Published: March 14, 2011

Religious practices, cultural beliefs and stigmatization by the general population hamper access to health care and HIV/Aids prevention for Malian Men who have Sex with other Men (MSM) and force them into bisexualityor underground sexual practices that put them at high risk of Sexually Transmitted and HIV infections, says Dr Dembelé Bintou Keita, Director of ARCAD/SIDA, an HIV/Aids organization that also provides health care for MSM in Mali.

Dr Dembelé says with over 95% of the population that is religious, the Malian society is not tolerant to MSM who “have no rights and certainly no right to claim their sexual orientation. All cultural beliefs towards MSM are negative.”

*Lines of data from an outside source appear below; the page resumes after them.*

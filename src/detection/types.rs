// Ultralytics 🚀 AGPL-3.0 License - https://ultralytics.com/license
/// 检测系统数据结构定义
/// Data structures shared by engine, tracker and compositor
use std::sync::Arc;

use image::RgbImage;
use imageproc::point::Point;

// ========== 数据结构 ==========

/// 检测框 (x, y, w, h) + 置信度
#[derive(Debug, Clone, Copy, PartialEq, Default)]
pub struct BBox {
    x: f32,
    y: f32,
    w: f32,
    h: f32,
    confidence: f32,
}

impl BBox {
    pub fn new(x: f32, y: f32, w: f32, h: f32, confidence: f32) -> Self {
        Self {
            x,
            y,
            w: w.max(0.0),
            h: h.max(0.0),
            confidence,
        }
    }

    pub fn from_xyxy(x1: f32, y1: f32, x2: f32, y2: f32, confidence: f32) -> Self {
        Self::new(x1, y1, x2 - x1, y2 - y1, confidence)
    }

    pub fn x(&self) -> f32 {
        self.x
    }

    pub fn y(&self) -> f32 {
        self.y
    }

    pub fn width(&self) -> f32 {
        self.w
    }

    pub fn height(&self) -> f32 {
        self.h
    }

    pub fn x2(&self) -> f32 {
        self.x + self.w
    }

    pub fn y2(&self) -> f32 {
        self.y + self.h
    }

    pub fn confidence(&self) -> f32 {
        self.confidence
    }

    pub fn with_confidence(mut self, confidence: f32) -> Self {
        self.confidence = confidence;
        self
    }

    pub fn center(&self) -> (f32, f32) {
        (self.x + self.w / 2.0, self.y + self.h / 2.0)
    }

    pub fn area(&self) -> f32 {
        self.w * self.h
    }

    pub fn intersection_area(&self, another: &BBox) -> f32 {
        let l = self.x.max(another.x);
        let r = self.x2().min(another.x2());
        let t = self.y.max(another.y);
        let b = self.y2().min(another.y2());
        (r - l).max(0.0) * (b - t).max(0.0)
    }

    pub fn iou(&self, another: &BBox) -> f32 {
        let inter = self.intersection_area(another);
        let union = self.area() + another.area() - inter;
        if union <= 0.0 {
            return 0.0;
        }
        inter / union
    }

    /// 裁剪到画面范围内
    pub fn clamp_to(&self, width: u32, height: u32) -> BBox {
        let (w, h) = (width as f32, height as f32);
        let x1 = self.x.clamp(0.0, w);
        let y1 = self.y.clamp(0.0, h);
        let x2 = self.x2().clamp(0.0, w);
        let y2 = self.y2().clamp(0.0, h);
        BBox::from_xyxy(x1, y1, x2, y2, self.confidence)
    }
}

/// 关键点 (x, y, conf)
#[derive(Debug, Clone, Copy, PartialEq, Default)]
pub struct Keypoint {
    pub x: f32,
    pub y: f32,
    pub confidence: f32,
}

/// 分割多边形 (源图坐标)
#[derive(Debug, Clone, PartialEq, Default)]
pub struct Polygon {
    points: Vec<(f32, f32)>,
}

impl Polygon {
    pub fn new(points: Vec<(f32, f32)>) -> Self {
        Self { points }
    }

    pub fn points(&self) -> &[(f32, f32)] {
        &self.points
    }

    pub fn len(&self) -> usize {
        self.points.len()
    }

    pub fn is_empty(&self) -> bool {
        self.points.is_empty()
    }

    /// 转为 imageproc 绘制用的整数顶点
    ///
    /// 去除相邻重复点与首尾闭合点; 少于3个顶点时返回 None
    pub fn to_pixel_points(&self) -> Option<Vec<Point<i32>>> {
        let mut pts: Vec<Point<i32>> = Vec::with_capacity(self.points.len());
        for &(x, y) in &self.points {
            let p = Point::new(x.round() as i32, y.round() as i32);
            if pts.last() != Some(&p) {
                pts.push(p);
            }
        }
        while pts.len() > 1 && pts.first() == pts.last() {
            pts.pop();
        }
        if pts.len() < 3 {
            return None;
        }
        Some(pts)
    }
}

/// 单个检测结果 (一经创建不可变)
#[derive(Debug, Clone, PartialEq)]
pub struct Detection {
    pub class_id: usize,
    pub label: String,
    pub bbox: BBox,
    pub keypoints: Vec<Keypoint>,
    pub polygon: Option<Polygon>,
}

impl Detection {
    pub fn new(class_id: usize, label: impl Into<String>, bbox: BBox) -> Self {
        Self {
            class_id,
            label: label.into(),
            bbox,
            keypoints: Vec::new(),
            polygon: None,
        }
    }

    pub fn with_polygon(mut self, polygon: Polygon) -> Self {
        self.polygon = Some(polygon);
        self
    }

    pub fn with_keypoints(mut self, keypoints: Vec<Keypoint>) -> Self {
        self.keypoints = keypoints;
        self
    }

    pub fn confidence(&self) -> f32 {
        self.bbox.confidence()
    }
}

/// 视频帧: 不可变 RGB 图像 + 单调递增序号
///
/// 所有权随队列在阶段间转移, 图像本身只读共享
#[derive(Debug, Clone)]
pub struct Frame {
    seq: u64,
    image: Arc<RgbImage>,
}

impl Frame {
    pub fn new(seq: u64, image: RgbImage) -> Self {
        Self {
            seq,
            image: Arc::new(image),
        }
    }

    pub fn seq(&self) -> u64 {
        self.seq
    }

    pub fn image(&self) -> &Arc<RgbImage> {
        &self.image
    }

    pub fn width(&self) -> u32 {
        self.image.width()
    }

    pub fn height(&self) -> u32 {
        self.image.height()
    }
}

/// 渲染状态
#[derive(Debug, Clone, PartialEq)]
pub enum RenderStatus {
    Rendered,
    /// 渲染失败, 输出的是未标注的源帧
    Degraded(String),
}

/// 推理结果 (推理引擎 → 跟踪器)
#[derive(Debug, Clone)]
pub struct AnnotatedFrame {
    pub frame: Frame,
    pub detections: Vec<Detection>,
    /// 合成后的图像; 渲染失败时与源帧相同
    pub image: Arc<RgbImage>,
    pub render: RenderStatus,
    /// 处理该帧时生效的类别配置代数
    pub generation: u64,
    pub classes: Arc<[String]>,
    pub inference_ms: f64,
}

impl AnnotatedFrame {
    pub fn seq(&self) -> u64 {
        self.frame.seq()
    }

    pub fn is_degraded(&self) -> bool {
        matches!(self.render, RenderStatus::Degraded(_))
    }
}

#[cfg(test)]
mod tests {
    use super::*;

    #[test]
    fn test_iou_identical_and_disjoint() {
        let a = BBox::new(10.0, 10.0, 20.0, 20.0, 1.0);
        let b = BBox::new(100.0, 100.0, 20.0, 20.0, 1.0);
        assert!((a.iou(&a) - 1.0).abs() < 1e-6);
        assert_eq!(a.iou(&b), 0.0);
    }

    #[test]
    fn test_clamp_to_frame() {
        let b = BBox::new(-10.0, 5.0, 50.0, 500.0, 0.5).clamp_to(30, 100);
        assert_eq!(b.x(), 0.0);
        assert_eq!(b.x2(), 30.0);
        assert_eq!(b.y2(), 100.0);
        assert_eq!(b.confidence(), 0.5);
    }

    #[test]
    fn test_polygon_drops_closing_point() {
        let poly = Polygon::new(vec![(0.0, 0.0), (10.0, 0.0), (10.0, 10.0), (0.0, 0.0)]);
        let pts = poly.to_pixel_points().unwrap();
        assert_eq!(pts.len(), 3);

        let degenerate = Polygon::new(vec![(1.0, 1.0), (1.2, 1.1)]);
        assert!(degenerate.to_pixel_points().is_none());
    }
}
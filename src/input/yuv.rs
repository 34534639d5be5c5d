// Ultralytics 🚀 AGPL-3.0 License - https://ultralytics.com/license
//! YUV420P → RGB 转换 (BT.601, 定点系数 ×128)

use image::RgbImage;

use crate::error::{Result, SentinelError};

/// 平面 YUV420P 数据 (可带行步长)
pub struct Yuv420Planes<'a> {
    pub y: &'a [u8],
    pub u: &'a [u8],
    pub v: &'a [u8],
    pub y_stride: usize,
    pub uv_stride: usize,
    pub width: u32,
    pub height: u32,
}

impl Yuv420Planes<'_> {
    fn check(&self) -> Result<()> {
        let (w, h) = (self.width as usize, self.height as usize);
        let uv_rows = h.div_ceil(2);
        if w == 0 || h == 0 {
            return Err(SentinelError::Source(format!("非法分辨率 {}x{}", w, h)));
        }
        if self.y_stride < w || self.uv_stride < w.div_ceil(2) {
            return Err(SentinelError::Source(format!(
                "步长异常 y_stride={} uv_stride={}",
                self.y_stride, self.uv_stride
            )));
        }
        if self.y.len() < self.y_stride * (h - 1) + w
            || self.u.len() < self.uv_stride * (uv_rows - 1) + w.div_ceil(2)
            || self.v.len() < self.uv_stride * (uv_rows - 1) + w.div_ceil(2)
        {
            return Err(SentinelError::Source("YUV 平面数据不完整".to_string()));
        }
        Ok(())
    }
}

/// 标量转换
pub fn yuv420p_to_rgb(planes: &Yuv420Planes) -> Result<RgbImage> {
    planes.check()?;
    let (w, h) = (planes.width as usize, planes.height as usize);
    let mut buffer = vec![0u8; w * h * 3];

    let mut out_idx = 0;
    for row in 0..h {
        let y_row = row * planes.y_stride;
        let uv_row = (row >> 1) * planes.uv_stride;
        for x in 0..w {
            let y_val = planes.y[y_row + x] as i32;
            let u_val = planes.u[uv_row + (x >> 1)] as i32 - 128;
            let v_val = planes.v[uv_row + (x >> 1)] as i32 - 128;

            buffer[out_idx] = (y_val + ((v_val * 179) >> 7)).clamp(0, 255) as u8;
            buffer[out_idx + 1] =
                (y_val - ((u_val * 44) >> 7) - ((v_val * 91) >> 7)).clamp(0, 255) as u8;
            buffer[out_idx + 2] = (y_val + ((u_val * 227) >> 7)).clamp(0, 255) as u8;
            out_idx += 3;
        }
    }

    RgbImage::from_raw(planes.width, planes.height, buffer)
        .ok_or_else(|| SentinelError::Source("RGB 缓冲区尺寸错误".to_string()))
}

#[cfg(test)]
mod tests {
    use super::*;
    use image::Rgb;

    #[test]
    fn test_neutral_chroma_is_gray() {
        let y = vec![100u8; 4 * 2];
        let uv = vec![128u8; 2];
        let planes = Yuv420Planes {
            y: &y,
            u: &uv,
            v: &uv,
            y_stride: 4,
            uv_stride: 2,
            width: 4,
            height: 2,
        };
        let rgb = yuv420p_to_rgb(&planes).unwrap();
        assert!(rgb.pixels().all(|p| *p == Rgb([100, 100, 100])));
    }

    #[test]
    fn test_stride_padding_is_skipped_and_red_decodes() {
        // 每行 2 像素 + 2 字节填充
        let y = vec![76, 76, 0, 0, 76, 76, 0, 0];
        let u = vec![84, 0];
        let v = vec![255, 0];
        let planes = Yuv420Planes {
            y: &y,
            u: &u,
            v: &v,
            y_stride: 4,
            uv_stride: 2,
            width: 2,
            height: 2,
        };
        let rgb = yuv420p_to_rgb(&planes).unwrap();
        let p = rgb.get_pixel(1, 1);
        assert!(p[0] > 240 && p[1] < 10 && p[2] < 10, "{:?}", p);
    }

    #[test]
    fn test_truncated_planes_rejected() {
        let y = vec![0u8; 3];
        let uv = vec![128u8; 1];
        let planes = Yuv420Planes {
            y: &y,
            u: &uv,
            v: &uv,
            y_stride: 2,
            uv_stride: 1,
            width: 2,
            height: 2,
        };
        assert!(yuv420p_to_rgb(&planes).is_err());
    }
}
// Ultralytics 🚀 AGPL-3.0 License - https://ultralytics.com/license
//! 静态图片源: 以固定帧率重复同一幅图像 (无摄像头时的兜底输入)

use std::path::Path;
use std::time::Duration;

use image::RgbImage;
use tracing::info;

use super::FrameSource;
use crate::error::Result;

pub struct StillImageSource {
    image: RgbImage,
    interval: Duration,
    label: String,
    // 为空表示无限重复
    remaining: Option<u64>,
}

impl StillImageSource {
    pub fn new(image: RgbImage, interval: Duration) -> Self {
        let (w, h) = image.dimensions();
        Self {
            image,
            interval,
            label: format!("静态图像 {}x{}", w, h),
            remaining: None,
        }
    }

    pub fn open(path: impl AsRef<Path>, interval: Duration) -> Result<Self> {
        let path = path.as_ref();
        let image = image::open(path)?.to_rgb8();
        info!(
            "🖼️ 静态图片源: {} ({}x{})",
            path.display(),
            image.width(),
            image.height()
        );
        let mut source = Self::new(image, interval);
        source.label = format!("图片 {}", path.display());
        Ok(source)
    }

    /// 只产生 `n` 帧后结束
    pub fn with_limit(mut self, n: u64) -> Self {
        self.remaining = Some(n);
        self
    }
}

impl FrameSource for StillImageSource {
    fn next_frame(&mut self) -> Result<Option<RgbImage>> {
        match &mut self.remaining {
            Some(0) => return Ok(None),
            Some(n) => *n -= 1,
            None => {}
        }
        Ok(Some(self.image.clone()))
    }

    fn frame_interval(&self) -> Option<Duration> {
        Some(self.interval)
    }

    fn describe(&self) -> String {
        self.label.clone()
    }
}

She explained, “On a social level, the abuses start in the family. Men who are attracted to other men are forced to get married so that they will not bring shame to the family. The society and the family force them to do what is socially acceptable, so they get married but they still have men as sexual partners.”

According to Dembelé, more than 50% of MSM in Mali are married to women but have sexual practices on the sly with casual male partners , most of the time without protection, and “if they contract STD or HIV infections, they are scared or ashamed to go to a doctor for fear to reveal their bisexual sexual orientation.”